* **WHAT IS REQUIRED**
Retype the records below from their first line through the line containing "pub async fn handle(&self, activity: &Activity)", and include nothing else.

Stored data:
►

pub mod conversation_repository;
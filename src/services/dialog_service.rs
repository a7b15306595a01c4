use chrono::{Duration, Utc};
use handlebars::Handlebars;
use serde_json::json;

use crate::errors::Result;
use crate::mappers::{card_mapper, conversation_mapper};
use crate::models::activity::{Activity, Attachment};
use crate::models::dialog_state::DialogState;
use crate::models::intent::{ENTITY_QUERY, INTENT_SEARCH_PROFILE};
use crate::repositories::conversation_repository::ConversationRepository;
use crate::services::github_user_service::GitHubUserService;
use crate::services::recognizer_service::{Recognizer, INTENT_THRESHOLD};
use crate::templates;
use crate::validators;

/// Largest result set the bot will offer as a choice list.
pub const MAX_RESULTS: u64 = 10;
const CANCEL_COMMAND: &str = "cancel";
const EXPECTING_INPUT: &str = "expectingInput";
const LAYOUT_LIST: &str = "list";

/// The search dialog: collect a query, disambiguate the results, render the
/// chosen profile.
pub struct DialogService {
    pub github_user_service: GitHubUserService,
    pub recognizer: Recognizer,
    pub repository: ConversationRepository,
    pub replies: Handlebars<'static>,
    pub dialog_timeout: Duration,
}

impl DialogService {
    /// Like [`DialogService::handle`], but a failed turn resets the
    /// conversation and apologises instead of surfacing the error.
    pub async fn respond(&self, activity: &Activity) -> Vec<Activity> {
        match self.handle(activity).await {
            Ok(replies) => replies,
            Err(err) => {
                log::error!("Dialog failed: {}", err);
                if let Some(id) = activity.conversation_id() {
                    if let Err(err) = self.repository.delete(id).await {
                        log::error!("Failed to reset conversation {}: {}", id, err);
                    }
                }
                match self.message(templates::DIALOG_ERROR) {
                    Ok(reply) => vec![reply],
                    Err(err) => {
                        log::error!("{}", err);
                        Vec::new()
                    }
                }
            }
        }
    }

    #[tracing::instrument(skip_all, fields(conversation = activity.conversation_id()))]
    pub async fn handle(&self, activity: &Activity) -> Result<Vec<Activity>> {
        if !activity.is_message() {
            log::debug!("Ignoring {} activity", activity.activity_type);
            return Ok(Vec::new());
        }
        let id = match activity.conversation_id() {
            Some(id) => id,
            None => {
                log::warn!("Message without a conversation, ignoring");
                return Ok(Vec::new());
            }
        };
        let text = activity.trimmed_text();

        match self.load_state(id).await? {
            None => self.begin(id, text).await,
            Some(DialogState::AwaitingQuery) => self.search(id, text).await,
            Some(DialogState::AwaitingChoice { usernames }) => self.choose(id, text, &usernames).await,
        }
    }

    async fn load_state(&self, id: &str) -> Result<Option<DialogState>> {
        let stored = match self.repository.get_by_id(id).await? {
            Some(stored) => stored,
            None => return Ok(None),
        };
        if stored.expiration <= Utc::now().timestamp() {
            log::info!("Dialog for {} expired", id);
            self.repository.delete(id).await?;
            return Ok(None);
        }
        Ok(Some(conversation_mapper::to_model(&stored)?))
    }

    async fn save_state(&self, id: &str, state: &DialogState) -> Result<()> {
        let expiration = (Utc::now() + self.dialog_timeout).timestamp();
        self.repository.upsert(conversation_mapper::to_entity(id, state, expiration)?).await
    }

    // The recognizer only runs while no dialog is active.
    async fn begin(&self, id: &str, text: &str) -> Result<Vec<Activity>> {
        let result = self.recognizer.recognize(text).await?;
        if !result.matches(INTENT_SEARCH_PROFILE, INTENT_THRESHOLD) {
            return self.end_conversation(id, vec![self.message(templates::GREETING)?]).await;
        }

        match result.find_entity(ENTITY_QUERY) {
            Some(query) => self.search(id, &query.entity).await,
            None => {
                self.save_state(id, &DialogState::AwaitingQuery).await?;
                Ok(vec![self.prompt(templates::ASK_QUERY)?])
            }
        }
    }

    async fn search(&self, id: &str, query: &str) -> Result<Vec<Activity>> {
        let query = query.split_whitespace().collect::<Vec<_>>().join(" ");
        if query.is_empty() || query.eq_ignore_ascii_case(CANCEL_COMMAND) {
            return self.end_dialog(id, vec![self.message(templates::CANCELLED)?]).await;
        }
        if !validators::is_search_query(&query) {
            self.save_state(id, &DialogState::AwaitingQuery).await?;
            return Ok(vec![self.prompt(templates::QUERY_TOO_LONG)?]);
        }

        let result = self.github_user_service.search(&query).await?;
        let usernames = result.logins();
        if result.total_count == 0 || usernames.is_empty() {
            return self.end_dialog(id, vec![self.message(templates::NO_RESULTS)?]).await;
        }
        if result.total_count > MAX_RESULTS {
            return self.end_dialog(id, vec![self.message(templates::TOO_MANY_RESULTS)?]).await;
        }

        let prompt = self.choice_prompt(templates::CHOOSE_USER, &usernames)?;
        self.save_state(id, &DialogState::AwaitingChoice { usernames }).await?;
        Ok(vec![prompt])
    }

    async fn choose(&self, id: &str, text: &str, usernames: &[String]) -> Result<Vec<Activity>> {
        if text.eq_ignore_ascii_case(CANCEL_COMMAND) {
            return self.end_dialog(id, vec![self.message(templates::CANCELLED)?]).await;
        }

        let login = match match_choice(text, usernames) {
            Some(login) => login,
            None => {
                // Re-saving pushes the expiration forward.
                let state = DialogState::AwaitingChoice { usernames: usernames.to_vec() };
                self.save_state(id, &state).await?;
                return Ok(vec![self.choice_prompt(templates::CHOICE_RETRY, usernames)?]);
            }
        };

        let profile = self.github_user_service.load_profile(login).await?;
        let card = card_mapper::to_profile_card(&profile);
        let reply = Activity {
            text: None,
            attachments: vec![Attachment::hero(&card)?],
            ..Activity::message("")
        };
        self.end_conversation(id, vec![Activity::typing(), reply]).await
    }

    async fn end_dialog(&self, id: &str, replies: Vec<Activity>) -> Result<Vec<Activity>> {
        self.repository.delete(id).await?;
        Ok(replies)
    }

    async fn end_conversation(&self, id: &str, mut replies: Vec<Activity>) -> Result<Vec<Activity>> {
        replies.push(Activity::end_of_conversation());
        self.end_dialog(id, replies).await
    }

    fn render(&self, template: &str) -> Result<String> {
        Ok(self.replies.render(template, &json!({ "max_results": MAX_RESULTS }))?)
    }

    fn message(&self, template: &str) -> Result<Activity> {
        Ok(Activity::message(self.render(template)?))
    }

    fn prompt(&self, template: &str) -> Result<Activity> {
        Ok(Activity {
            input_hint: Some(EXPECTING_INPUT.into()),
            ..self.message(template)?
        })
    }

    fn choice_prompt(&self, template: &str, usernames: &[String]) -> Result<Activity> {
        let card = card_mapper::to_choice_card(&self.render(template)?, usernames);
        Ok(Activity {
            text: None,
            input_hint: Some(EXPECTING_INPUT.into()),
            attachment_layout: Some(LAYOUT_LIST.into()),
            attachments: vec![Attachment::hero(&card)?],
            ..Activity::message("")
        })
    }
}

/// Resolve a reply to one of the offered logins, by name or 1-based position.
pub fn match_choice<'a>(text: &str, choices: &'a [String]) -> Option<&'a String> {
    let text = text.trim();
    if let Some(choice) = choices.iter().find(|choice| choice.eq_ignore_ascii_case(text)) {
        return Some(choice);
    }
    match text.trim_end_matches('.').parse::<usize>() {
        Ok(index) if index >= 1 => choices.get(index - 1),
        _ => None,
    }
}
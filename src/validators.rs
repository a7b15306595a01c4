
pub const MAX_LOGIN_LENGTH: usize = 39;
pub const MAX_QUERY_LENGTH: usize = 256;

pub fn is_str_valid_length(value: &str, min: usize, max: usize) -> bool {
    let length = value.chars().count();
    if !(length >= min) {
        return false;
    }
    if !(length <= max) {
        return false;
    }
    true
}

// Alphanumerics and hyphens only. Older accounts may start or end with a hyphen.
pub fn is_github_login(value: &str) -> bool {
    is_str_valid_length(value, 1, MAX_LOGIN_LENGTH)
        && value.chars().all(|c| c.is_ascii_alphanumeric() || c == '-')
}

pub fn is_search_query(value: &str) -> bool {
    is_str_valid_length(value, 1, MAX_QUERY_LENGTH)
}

◄

* **EXERCISE RESULT**
pub mod conversation_repository;
filename src/services/dialog_service.rs
repository a7b15306595a01c4
use chrono::{Duration, Utc};
use handlebars::Handlebars;
use serde_json::json;

use crate::errors::Result;
use crate::mappers::{card_mapper, conversation_mapper};
use crate::models::activity::{Activity, Attachment};
use crate::models::dialog_state::DialogState;
use crate::models::intent::{ENTITY_QUERY, INTENT_SEARCH_PROFILE};
use crate::repositories::conversation_repository::ConversationRepository;
use crate::services::github_user_service::GitHubUserService;
use crate::services::recognizer_service::{Recognizer, INTENT_THRESHOLD};
use crate::templates;
use crate::validators;

/// Largest result set the bot will offer as a choice list.
pub const MAX_RESULTS: u64 = 10;
const CANCEL_COMMAND: &str = "cancel";
const EXPECTING_INPUT: &str = "expectingInput";
const LAYOUT_LIST: &str = "list";

/// The search dialog: collect a query, disambiguate the results, render the
/// chosen profile.
pub struct DialogService {
    pub github_user_service: GitHubUserService,
    pub recognizer: Recognizer,
    pub repository: ConversationRepository,
    pub replies: Handlebars<'static>,
    pub dialog_timeout: Duration,
}

impl DialogService {
    /// Like [`DialogService::handle`], but a failed turn resets the
    /// conversation and apologises instead of surfacing the error.
    pub async fn respond(&self, activity: &Activity) -> Vec<Activity> {
        match self.handle(activity).await {
            Ok(replies) => replies,
            Err(err) => {
                log::error!("Dialog failed: {}", err);
                if let Some(id) = activity.conversation_id() {
                    if let Err(err) = self.repository.delete(id).await {
                        log::error!("Failed to reset conversation {}: {}", id, err);
                    }
                }
                match self.message(templates::DIALOG_ERROR) {
                    Ok(reply) => vec![reply],
                    Err(err) => {
                        log::error!("{}", err);
                        Vec::new()
                    }
                }
            }
        }
    }

    #[tracing::instrument(skip_all, fields(conversation = activity.conversation_id()))]
    pub async fn handle(&self, activity: &Activity) -> Result<Vec<Activity>> {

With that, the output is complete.